Hezbollah aspires to maintain the relative quiet on the Israeli border and is not interested in a conflict with Israel. In this context, it seems, the organization is not willing to take part in an additional Iranian retaliation, if one takes place, against the US for Soleimani's assassination. Nasrallah even expressed such a view in two recent speeches, one on January 5 and another on January 12. On the other hand, in Hezbollah's understanding, the rules of the game have changed following Soleimani's assassination, and it cannot be ruled out that even the risk to Nasrallah's life (who is still hiding in a protected bunker and avoids public appearances) has grown. Based on this concern, those close to Nasrallah have advised that the security measures for him be boosted.
Another point of conflict with Israel, which Hezbollah will try to avoid, is Iran's attempts to improve and strengthen its presence in Syria. In this context, it should be pointed out that the organization's response, which was expressed by the firing of antitank missiles at an IDF vehicle on Israel's northern border near the moshav of Avivim on September 1st of last year, was in response to the drone attack in Beirut attributed to Israel, not to the strike against the organization's members in Syria. Those members were targeted when they tried to carry out a drone attack on Israeli territory led by the Iranian Quds force.
Nasrallah made a point of mentioning this in his declaration that the organization will respond to Israel's attack on Beirut at any possible location along the border fence. The attack would be carried out "in a measured manner, according to our considerations", Nasrallah said at that time.
Lebanon's new government, in which Hezbollah maintained its power and even strengthened its political stature in the country, will not necessarily alleviate the Lebanese political and social crisis. The so-called "government of experts" that was established does not represent all the factions and communities in Lebanon, or all the Shiite organizations. Hezbollah and Amal are the two most powerful forces in the administration. This government will have difficulty dealing with the fundamental problems that sparked the protest - corruption, the national debt, and unemployment. Hezbollah will make every effort to try to stabilize the political situation and to silence those opposing the government and the organization in order to continue to hold onto the centers of power in the country.
The internal and external challenges facing Hezbollah will influence the steps it takes when considering initiation of action against Israel, or its response to an Israeli action that damages the organization's security and/or standing. The organization's recent response to Israel's offensive action against it made clear that Hezbollah is not interested in a conflict, despite the military capabilities it has acquired, particularly the 150,000 missiles and rockets at its disposal that threaten the majority of Israel's territory.

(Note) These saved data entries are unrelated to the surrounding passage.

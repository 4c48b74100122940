//! Heartbeat and lease TTL policy

use serde::{Deserialize, Serialize};
use std::time::Duration;

/// Lowest heartbeat interval a registration may use.
pub const MIN_HEARTBEAT: Duration = Duration::from_secs(3);

/// Lowest lease TTL a registration may use.
pub const MIN_TTL: Duration = Duration::from_secs(10);

/// How often a registration is renewed and how long its lease lives.
///
/// Built through [`TtlPolicy::new`], which corrects out-of-range values
/// upwards instead of rejecting them:
///
/// - `heartbeat >= MIN_HEARTBEAT`
/// - `ttl >= MIN_TTL`
/// - `ttl >= heartbeat`
///
/// Durations are stored as integer nanoseconds on the wire.
#[derive(Debug, Clone, Copy, PartialEq, Eq, Serialize, Deserialize)]
pub struct TtlPolicy {
    #[serde(with = "nanos")]
    heartbeat: Duration,

    #[serde(with = "nanos")]
    ttl: Duration,
}

impl TtlPolicy {
    /// Create a policy, clamping both durations to their floors.
    ///
    /// # Examples
    ///
    /// ```
    /// use lodestar_discovery::TtlPolicy;
    /// use std::time::Duration;
    ///
    /// let policy = TtlPolicy::new(Duration::from_secs(20), Duration::ZERO);
    /// assert_eq!(policy.heartbeat(), Duration::from_secs(20));
    /// assert_eq!(policy.ttl(), Duration::from_secs(20));
    /// ```
    pub fn new(heartbeat: Duration, ttl: Duration) -> Self {
        let heartbeat = heartbeat.max(MIN_HEARTBEAT);
        let ttl = ttl.max(MIN_TTL).max(heartbeat);
        Self { heartbeat, ttl }
    }

    /// Interval between lease renewals.
    pub fn heartbeat(&self) -> Duration {
        self.heartbeat
    }

    /// Lifetime of the lease backing a registration.
    pub fn ttl(&self) -> Duration {
        self.ttl
    }

    /// Lease TTL in whole seconds, rounded up.
    pub fn lease_ttl_secs(&self) -> i64 {
        let secs = self.ttl.as_secs() + u64::from(self.ttl.subsec_nanos() > 0);
        i64::try_from(secs).unwrap_or(i64::MAX)
    }

    /// Re-apply the clamping rules.
    ///
    /// Deserialized policies are taken as-is; this brings one back in range.
    pub fn clamped(self) -> Self {
        Self::new(self.heartbeat, self.ttl)
    }
}

impl Default for TtlPolicy {
    fn default() -> Self {
        Self {
            heartbeat: MIN_HEARTBEAT,
            ttl: MIN_TTL,
        }
    }
}

mod nanos {
    use serde::ser::Error as _;
    use serde::{Deserialize, Deserializer, Serializer};
    use std::time::Duration;

    pub fn serialize<S: Serializer>(value: &Duration, serializer: S) -> Result<S::Ok, S::Error> {
        let nanos = u64::try_from(value.as_nanos())
            .map_err(|_| S::Error::custom("duration exceeds u64 nanoseconds"))?;
        serializer.serialize_u64(nanos)
    }

    pub fn deserialize<'de, D: Deserializer<'de>>(deserializer: D) -> Result<Duration, D::Error> {
        u64::deserialize(deserializer).map(Duration::from_nanos)
    }
}

#[cfg(test)]
mod tests {
    use super::*;

    #[test]
    fn test_default_policy() {
        let policy = TtlPolicy::default();
        assert_eq!(policy.heartbeat(), Duration::from_secs(3));
        assert_eq!(policy.ttl(), Duration::from_secs(10));
        assert_eq!(policy, TtlPolicy::new(Duration::ZERO, Duration::ZERO));
    }

    #[test]
    fn test_clamps_hold_for_any_input() {
        let inputs = [
            Duration::ZERO,
            Duration::from_millis(1),
            Duration::from_secs(3),
            Duration::from_secs(9),
            Duration::from_secs(10),
            Duration::from_secs(45),
            Duration::from_secs(3600),
        ];

        for heartbeat in inputs {
            for ttl in inputs {
                let policy = TtlPolicy::new(heartbeat, ttl);
                assert!(policy.heartbeat() >= MIN_HEARTBEAT);
                assert!(policy.ttl() >= MIN_TTL);
                assert!(policy.ttl() >= policy.heartbeat());
            }
        }
    }

    #[test]
    fn test_values_above_floor_are_kept() {
        let policy = TtlPolicy::new(Duration::from_secs(5), Duration::from_secs(30));
        assert_eq!(policy.heartbeat(), Duration::from_secs(5));
        assert_eq!(policy.ttl(), Duration::from_secs(30));
    }

    #[test]
    fn test_ttl_raised_to_heartbeat() {
        let policy = TtlPolicy::new(Duration::from_secs(15), Duration::from_secs(12));
        assert_eq!(policy.ttl(), Duration::from_secs(15));
    }

    #[test]
    fn test_lease_ttl_rounds_up() {
        let policy = TtlPolicy::new(MIN_HEARTBEAT, Duration::from_millis(10_500));
        assert_eq!(policy.lease_ttl_secs(), 11);
        assert_eq!(TtlPolicy::default().lease_ttl_secs(), 10);
    }

    #[test]
    fn test_wire_format_is_nanoseconds() {
        let json = serde_json::to_value(TtlPolicy::default()).unwrap();
        assert_eq!(json["heartbeat"], 3_000_000_000u64);
        assert_eq!(json["ttl"], 10_000_000_000u64);
    }

    #[test]
    fn test_clamped_repairs_deserialized_policy() {
        let policy: TtlPolicy = serde_json::from_str(r#"{"heartbeat":1,"ttl":2}"#).unwrap();
        assert_eq!(policy.heartbeat(), Duration::from_nanos(1));
        assert_eq!(policy.clamped(), TtlPolicy::default());
    }

    #[test]
    fn test_unrepresentable_duration_is_rejected() {
        let policy = TtlPolicy::new(Duration::MAX, Duration::MAX);
        let err = serde_json::to_string(&policy).unwrap_err();
        assert!(err.to_string().contains("exceeds u64 nanoseconds"));

        // largest value that still fits round-trips exactly
        let edge = Duration::from_nanos(u64::MAX);
        let policy = TtlPolicy::new(edge, edge);
        let json = serde_json::to_string(&policy).unwrap();
        assert_eq!(serde_json::from_str::<TtlPolicy>(&json).unwrap(), policy);
    }
}
//! Load balancing over resolved instances

use crate::service::ServiceRecord;
use rand::Rng;
use std::collections::HashMap;
use std::str::FromStr;
use std::sync::{Arc, Mutex, PoisonError};

/// Load balancing strategy
#[derive(Debug, Clone, Copy, Default, PartialEq, Eq)]
pub enum LoadBalancingStrategy {
    /// Uniformly random selection
    #[default]
    Random,

    /// Cycle through instances, one step per call, per service key
    RoundRobin,
}

impl LoadBalancingStrategy {
    /// Build the balancer implementing this strategy.
    pub fn balancer(self) -> Arc<dyn Balancer> {
        match self {
            LoadBalancingStrategy::Random => Arc::new(RandomBalancer),
            LoadBalancingStrategy::RoundRobin => Arc::new(RoundRobinBalancer::new()),
        }
    }
}

impl FromStr for LoadBalancingStrategy {
    type Err = String;

    fn from_str(s: &str) -> Result<Self, Self::Err> {
        match s.to_lowercase().as_str() {
            "random" | "randomness" => Ok(LoadBalancingStrategy::Random),
            "round_robin" | "round-robin" | "roundrobin" => Ok(LoadBalancingStrategy::RoundRobin),
            other => Err(format!("unknown load balancing strategy: {}", other)),
        }
    }
}

/// Picks one instance out of a resolved set.
pub trait Balancer: Send + Sync {
    /// Select an instance of `key`; `None` only when `records` is empty.
    fn select<'a>(&self, key: &str, records: &'a [ServiceRecord]) -> Option<&'a ServiceRecord>;
}

/// Uniformly random selection
#[derive(Debug, Clone, Copy, Default)]
pub struct RandomBalancer;

impl Balancer for RandomBalancer {
    fn select<'a>(&self, _key: &str, records: &'a [ServiceRecord]) -> Option<&'a ServiceRecord> {
        if records.is_empty() {
            return None;
        }
        let index = rand::rng().random_range(0..records.len());
        records.get(index)
    }
}

/// Round-robin selection with one cursor per service key.
#[derive(Debug, Default)]
pub struct RoundRobinBalancer {
    cursors: Mutex<HashMap<String, usize>>,
}

impl RoundRobinBalancer {
    /// Create a balancer with every cursor at the start.
    pub fn new() -> Self {
        Self::default()
    }
}

impl Balancer for RoundRobinBalancer {
    fn select<'a>(&self, key: &str, records: &'a [ServiceRecord]) -> Option<&'a ServiceRecord> {
        if records.is_empty() {
            return None;
        }

        let index = {
            let mut cursors = self.cursors.lock().unwrap_or_else(PoisonError::into_inner);
            let cursor = cursors.entry(key.to_string()).or_insert(0);
            let index = *cursor % records.len();
            *cursor = cursor.wrapping_add(1);
            index
        };

        records.get(index)
    }
}

#[cfg(test)]
mod tests {
    use super::*;

    fn instances(key: &str, count: usize) -> Vec<ServiceRecord> {
        (0..count)
            .map(|i| ServiceRecord::new(key, format!("10.0.0.{}:9000", i + 1)))
            .collect()
    }

    #[test]
    fn test_empty_set() {
        assert!(RandomBalancer.select("chat", &[]).is_none());
        assert!(RoundRobinBalancer::new().select("chat", &[]).is_none());
    }

    #[test]
    fn test_random_stays_in_set() {
        let records = instances("chat", 3);
        for _ in 0..100 {
            let picked = RandomBalancer.select("chat", &records).unwrap();
            assert!(records.contains(picked));
        }
    }

    #[test]
    fn test_round_robin_cycles_and_wraps() {
        let records = instances("chat", 3);
        let balancer = RoundRobinBalancer::new();

        let picked: Vec<&str> = (0..7)
            .map(|_| balancer.select("chat", &records).unwrap().address.as_str())
            .collect();

        assert_eq!(
            picked,
            vec![
                "10.0.0.1:9000",
                "10.0.0.2:9000",
                "10.0.0.3:9000",
                "10.0.0.1:9000",
                "10.0.0.2:9000",
                "10.0.0.3:9000",
                "10.0.0.1:9000",
            ]
        );
    }

    #[test]
    fn test_round_robin_cursor_per_key() {
        let chat = instances("chat", 2);
        let gate = instances("gate", 2);
        let balancer = RoundRobinBalancer::new();

        assert_eq!(balancer.select("chat", &chat).unwrap().address, "10.0.0.1:9000");
        assert_eq!(balancer.select("chat", &chat).unwrap().address, "10.0.0.2:9000");
        assert_eq!(balancer.select("gate", &gate).unwrap().address, "10.0.0.1:9000");
        assert_eq!(balancer.select("chat", &chat).unwrap().address, "10.0.0.1:9000");
    }

    #[test]
    fn test_round_robin_set_shrinks() {
        let balancer = RoundRobinBalancer::new();
        let three = instances("chat", 3);
        balancer.select("chat", &three);
        balancer.select("chat", &three);

        let one = instances("chat", 1);
        assert_eq!(balancer.select("chat", &one).unwrap().address, "10.0.0.1:9000");
    }

    #[test]
    fn test_strategy_from_str() {
        assert_eq!("random".parse(), Ok(LoadBalancingStrategy::Random));
        assert_eq!("Round-Robin".parse(), Ok(LoadBalancingStrategy::RoundRobin));
        assert_eq!("round_robin".parse(), Ok(LoadBalancingStrategy::RoundRobin));
        assert!("weighted".parse::<LoadBalancingStrategy>().is_err());
        assert_eq!(LoadBalancingStrategy::default(), LoadBalancingStrategy::Random);
    }
}
//! etcd store, spoken to through the v3 JSON gateway

use super::{
    KeepAliveStream, KeyValue, KvStore, LeaseId, LeaseKeepAlive, StoreError, prefix_range_end,
};
use crate::options::ClientOptions;
use async_trait::async_trait;
use base64::{Engine as _, engine::general_purpose};
use lodestar_log::{debug, info, warn, Logger};
use serde::de::DeserializeOwned;
use serde::{Deserialize, Deserializer};
use std::sync::Arc;
use std::sync::atomic::{AtomicBool, Ordering};
use std::time::Duration;
use tokio::sync::mpsc;
use tokio::time::Instant;

struct Inner {
    endpoints: Vec<String>,
    client: reqwest::Client,
    closed: AtomicBool,
    logger: Logger,
}

/// etcd v3 store client
///
/// Keys and values travel base64 encoded, as the gateway expects. Cloning is
/// cheap and clones share one connection pool.
#[derive(Clone)]
pub struct EtcdStore {
    inner: Arc<Inner>,
}

impl EtcdStore {
    /// Create new etcd store client
    ///
    /// No connection is made until the first request.
    ///
    /// # Examples
    ///
    /// ```rust,ignore
    /// use lodestar_discovery::{ClientOptions, EtcdStore};
    ///
    /// let etcd = EtcdStore::new(&ClientOptions::new(["http://localhost:2379"]))?;
    /// ```
    pub fn new(options: &ClientOptions) -> Result<Self, StoreError> {
        let client = reqwest::Client::builder()
            .connect_timeout(options.dial_timeout)
            .timeout(options.keep_alive_timeout)
            .tcp_keepalive(options.keep_alive_time)
            .http2_keep_alive_interval(options.keep_alive_time)
            .http2_keep_alive_timeout(options.keep_alive_timeout)
            .build()?;

        Ok(Self {
            inner: Arc::new(Inner {
                endpoints: options.resolved_endpoints(),
                client,
                closed: AtomicBool::new(false),
                logger: options.logger.with_target("lodestar::etcd"),
            }),
        })
    }

    /// Endpoints in the order they are tried
    pub fn endpoints(&self) -> &[String] {
        &self.inner.endpoints
    }

    fn is_closed(&self) -> bool {
        self.inner.closed.load(Ordering::Acquire)
    }

    /// POST `payload` to the first reachable endpoint.
    ///
    /// Only connection failures move on to the next endpoint; an error
    /// status from a reachable member is returned as-is.
    async fn post<T: DeserializeOwned>(
        &self,
        path: &str,
        payload: serde_json::Value,
    ) -> Result<T, StoreError> {
        if self.is_closed() {
            return Err(StoreError::Closed);
        }

        let mut last_error = None;
        for endpoint in &self.inner.endpoints {
            let url = format!("{}{}", endpoint, path);
            match self.inner.client.post(&url).json(&payload).send().await {
                Ok(response) => return read_response(response).await,
                Err(e) if e.is_connect() || e.is_timeout() => {
                    debug!(self.inner.logger, "etcd endpoint {} unreachable: {}", endpoint, e);
                    last_error = Some(e);
                }
                Err(e) => return Err(e.into()),
            }
        }

        Err(last_error
            .map(StoreError::from)
            .unwrap_or_else(|| StoreError::Unavailable("no etcd endpoints".to_string())))
    }

    /// Send one keep-alive for `lease`; `None` when etcd no longer knows it.
    async fn renew(&self, lease: LeaseId) -> Result<Option<Duration>, StoreError> {
        let payload = serde_json::json!({ "ID": lease.to_string() });
        let response: KeepAliveResponse = self.post("/v3/lease/keepalive", payload).await?;

        if let Some(error) = response.error {
            if error.message.contains("lease not found") {
                return Ok(None);
            }
            return Err(StoreError::Protocol(error.message));
        }

        Ok(response
            .result
            .filter(|result| result.ttl > 0)
            .map(|result| Duration::from_secs(result.ttl as u64)))
    }

    /// Renew `lease` every `interval`, forwarding acks to `tx`.
    ///
    /// Stops when the receiver is dropped, when etcd no longer knows the
    /// lease, or when no renewal has succeeded for a full `ttl`.
    async fn renew_until_gone(
        self,
        lease: LeaseId,
        interval: Duration,
        mut ttl: Duration,
        tx: mpsc::Sender<LeaseKeepAlive>,
    ) {
        let logger = self.inner.logger.clone();
        let mut ticker = tokio::time::interval_at(Instant::now() + interval, interval);
        let mut last_ack = Instant::now();

        loop {
            tokio::select! {
                _ = tx.closed() => break,
                _ = ticker.tick() => {}
            }

            if self.is_closed() {
                break;
            }

            match self.renew(lease).await {
                Ok(Some(granted)) => {
                    last_ack = Instant::now();
                    ttl = granted;
                    if tx.send(LeaseKeepAlive { id: lease, ttl }).await.is_err() {
                        break;
                    }
                }
                Ok(None) => {
                    info!(logger, "lease {} no longer exists", lease);
                    break;
                }
                Err(e) if last_ack.elapsed() >= ttl => {
                    warn!(logger, "lease {} presumed expired after keep-alive failures: {}", lease, e);
                    break;
                }
                Err(e) => {
                    warn!(logger, "keep-alive for lease {} failed: {}", lease, e);
                }
            }
        }
    }
}

async fn read_response<T: DeserializeOwned>(response: reqwest::Response) -> Result<T, StoreError> {
    let status = response.status();
    let body = response.text().await?;

    if !status.is_success() {
        return Err(StoreError::Status {
            status: status.as_u16(),
            body,
        });
    }

    // streaming endpoints answer with newline-delimited messages
    let message = body.lines().find(|line| !line.trim().is_empty()).unwrap_or("{}");
    serde_json::from_str(message).map_err(|e| StoreError::Protocol(e.to_string()))
}

fn encode(bytes: &[u8]) -> String {
    general_purpose::STANDARD.encode(bytes)
}

fn decode(field: &str, value: &str) -> Result<Vec<u8>, StoreError> {
    general_purpose::STANDARD
        .decode(value)
        .map_err(|e| StoreError::Protocol(format!("invalid base64 in {}: {}", field, e)))
}

/// int64 fields arrive as JSON strings from the gateway.
fn int64<'de, D: Deserializer<'de>>(deserializer: D) -> Result<i64, D::Error> {
    #[derive(Deserialize)]
    #[serde(untagged)]
    enum Int64 {
        Number(i64),
        Text(String),
    }

    match Int64::deserialize(deserializer)? {
        Int64::Number(n) => Ok(n),
        Int64::Text(s) => s.parse().map_err(serde::de::Error::custom),
    }
}

#[derive(Debug, Deserialize)]
struct LeaseGrantResponse {
    #[serde(rename = "ID", default, deserialize_with = "int64")]
    id: i64,

    #[serde(default)]
    error: Option<String>,
}

#[derive(Debug, Deserialize)]
struct LeaseResult {
    #[serde(rename = "TTL", default, deserialize_with = "int64")]
    ttl: i64,
}

#[derive(Debug, Deserialize)]
struct GatewayError {
    #[serde(default)]
    message: String,
}

#[derive(Debug, Deserialize)]
struct KeepAliveResponse {
    result: Option<LeaseResult>,
    error: Option<GatewayError>,
}

#[derive(Debug, Deserialize)]
struct RangeResponse {
    kvs: Option<Vec<EtcdKv>>,
}

#[derive(Debug, Deserialize)]
struct EtcdKv {
    key: String,
    #[serde(default)]
    value: String,
}

#[derive(Debug, Deserialize)]
struct Ignored {}

#[async_trait]
impl KvStore for EtcdStore {
    async fn grant_lease(&self, ttl_secs: i64) -> Result<LeaseId, StoreError> {
        let payload = serde_json::json!({ "TTL": ttl_secs.to_string(), "ID": "0" });
        let response: LeaseGrantResponse = self.post("/v3/lease/grant", payload).await?;

        if let Some(error) = response.error.filter(|e| !e.is_empty()) {
            return Err(StoreError::Protocol(error));
        }
        if response.id == 0 {
            return Err(StoreError::Protocol("lease grant returned no ID".to_string()));
        }

        debug!(self.inner.logger, "granted lease {} (ttl {}s)", response.id, ttl_secs);
        Ok(response.id)
    }

    async fn put(&self, key: &str, value: &[u8], lease: Option<LeaseId>) -> Result<(), StoreError> {
        let mut payload = serde_json::json!({
            "key": encode(key.as_bytes()),
            "value": encode(value),
        });
        if let Some(lease) = lease {
            payload["lease"] = serde_json::Value::String(lease.to_string());
        }

        let _: Ignored = self.post("/v3/kv/put", payload).await?;
        Ok(())
    }

    async fn keep_alive(
        &self,
        lease: LeaseId,
        interval: Duration,
    ) -> Result<KeepAliveStream, StoreError> {
        let ttl = self.renew(lease).await?.ok_or(StoreError::LeaseNotFound(lease))?;

        let (tx, rx) = mpsc::channel(16);
        // capacity is non-zero, so the first ack always fits
        let _ = tx.try_send(LeaseKeepAlive { id: lease, ttl });

        tokio::spawn(self.clone().renew_until_gone(lease, interval, ttl, tx));

        Ok(rx)
    }

    async fn get_prefix(&self, prefix: &str) -> Result<Vec<KeyValue>, StoreError> {
        let payload = serde_json::json!({
            "key": encode(prefix.as_bytes()),
            "range_end": encode(&prefix_range_end(prefix.as_bytes())),
        });
        let response: RangeResponse = self.post("/v3/kv/range", payload).await?;

        let mut entries = response
            .kvs
            .unwrap_or_default()
            .into_iter()
            .map(|kv| {
                let key = String::from_utf8(decode("key", &kv.key)?)
                    .map_err(|e| StoreError::Protocol(e.to_string()))?;
                let value = decode("value", &kv.value)?;
                Ok(KeyValue { key, value })
            })
            .collect::<Result<Vec<_>, StoreError>>()?;

        entries.sort_by(|a, b| a.key.cmp(&b.key));
        Ok(entries)
    }

    async fn delete(&self, key: &str) -> Result<(), StoreError> {
        let payload = serde_json::json!({ "key": encode(key.as_bytes()) });
        let _: Ignored = self.post("/v3/kv/deleterange", payload).await?;
        Ok(())
    }

    async fn revoke_lease(&self, lease: LeaseId) -> Result<(), StoreError> {
        let payload = serde_json::json!({ "ID": lease.to_string() });
        let _: Ignored = self.post("/v3/lease/revoke", payload).await?;
        debug!(self.inner.logger, "revoked lease {}", lease);
        Ok(())
    }

    async fn close(&self) -> Result<(), StoreError> {
        if self.inner.closed.swap(true, Ordering::AcqRel) {
            return Err(StoreError::Closed);
        }
        info!(self.inner.logger, "etcd store closed");
        Ok(())
    }
}
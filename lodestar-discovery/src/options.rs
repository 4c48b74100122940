//! Client construction options

use crate::balance::LoadBalancingStrategy;
use lodestar_log::Logger;
use std::time::Duration;

/// etcd endpoint used when none is given
pub const DEFAULT_ENDPOINT: &str = "http://127.0.0.1:2379";

/// Options for [`RegistryClient`](crate::RegistryClient)
///
/// # Examples
///
/// ```
/// use lodestar_discovery::{ClientOptions, LoadBalancingStrategy};
/// use std::time::Duration;
///
/// let options = ClientOptions::new(["http://10.0.0.5:2379"])
///     .with_dial_timeout(Duration::from_secs(2))
///     .with_load_balance(LoadBalancingStrategy::RoundRobin);
///
/// assert_eq!(options.endpoints, vec!["http://10.0.0.5:2379".to_string()]);
/// ```
#[derive(Debug, Clone)]
pub struct ClientOptions {
    /// Store endpoints, tried in order
    pub endpoints: Vec<String>,

    /// Connection establishment timeout
    pub dial_timeout: Duration,

    /// Interval of transport keep-alive probes
    pub keep_alive_time: Duration,

    /// How long to wait for a keep-alive answer; also caps each request
    pub keep_alive_timeout: Duration,

    /// Instance selection strategy for `get_service`
    pub balance: LoadBalancingStrategy,

    /// Logger handed to the client and its store
    pub logger: Logger,
}

impl ClientOptions {
    /// Options for the given endpoints, defaults elsewhere.
    pub fn new<I, S>(endpoints: I) -> Self
    where
        I: IntoIterator<Item = S>,
        S: Into<String>,
    {
        let endpoints: Vec<String> = endpoints.into_iter().map(Into::into).collect();
        Self {
            endpoints,
            ..Self::default()
        }
    }

    /// Set the dial timeout
    pub fn with_dial_timeout(mut self, timeout: Duration) -> Self {
        self.dial_timeout = timeout;
        self
    }

    /// Set keep-alive probe interval and timeout
    pub fn with_keep_alive(mut self, time: Duration, timeout: Duration) -> Self {
        self.keep_alive_time = time;
        self.keep_alive_timeout = timeout;
        self
    }

    /// Set the load balancing strategy
    pub fn with_load_balance(mut self, balance: LoadBalancingStrategy) -> Self {
        self.balance = balance;
        self
    }

    /// Set the logger
    pub fn with_logger(mut self, logger: Logger) -> Self {
        self.logger = logger;
        self
    }

    /// Endpoints with trailing slashes removed, falling back to
    /// [`DEFAULT_ENDPOINT`] when the list is empty.
    pub fn resolved_endpoints(&self) -> Vec<String> {
        let endpoints: Vec<String> = self
            .endpoints
            .iter()
            .map(|e| e.trim().trim_end_matches('/').to_string())
            .filter(|e| !e.is_empty())
            .collect();

        if endpoints.is_empty() {
            vec![DEFAULT_ENDPOINT.to_string()]
        } else {
            endpoints
        }
    }
}

impl Default for ClientOptions {
    fn default() -> Self {
        Self {
            endpoints: Vec::new(),
            dial_timeout: Duration::from_secs(5),
            keep_alive_time: Duration::from_secs(30),
            keep_alive_timeout: Duration::from_secs(10),
            balance: LoadBalancingStrategy::Random,
            logger: Logger::default(),
        }
    }
}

Hezbollah will continue to build its power, and will try to speed up the precision missile project, help the new Quds force commander and his deputy fully assume their posts, try to calm the internal arena and stabilize the new government that was established under its auspices. The organization's economic difficulties negatively influence its functioning. Hezbollah, which is still deterred by Israel, will avoid unnecessary adventures and thus the probability of it initiating a significant attack against Israel is low. At the same time, if Hezbollah is forced to respond to attacks attributed to Israel in Lebanon, the response in its view will be measured, and not impulsive, in order not to cause an escalation of hostilities with Israel.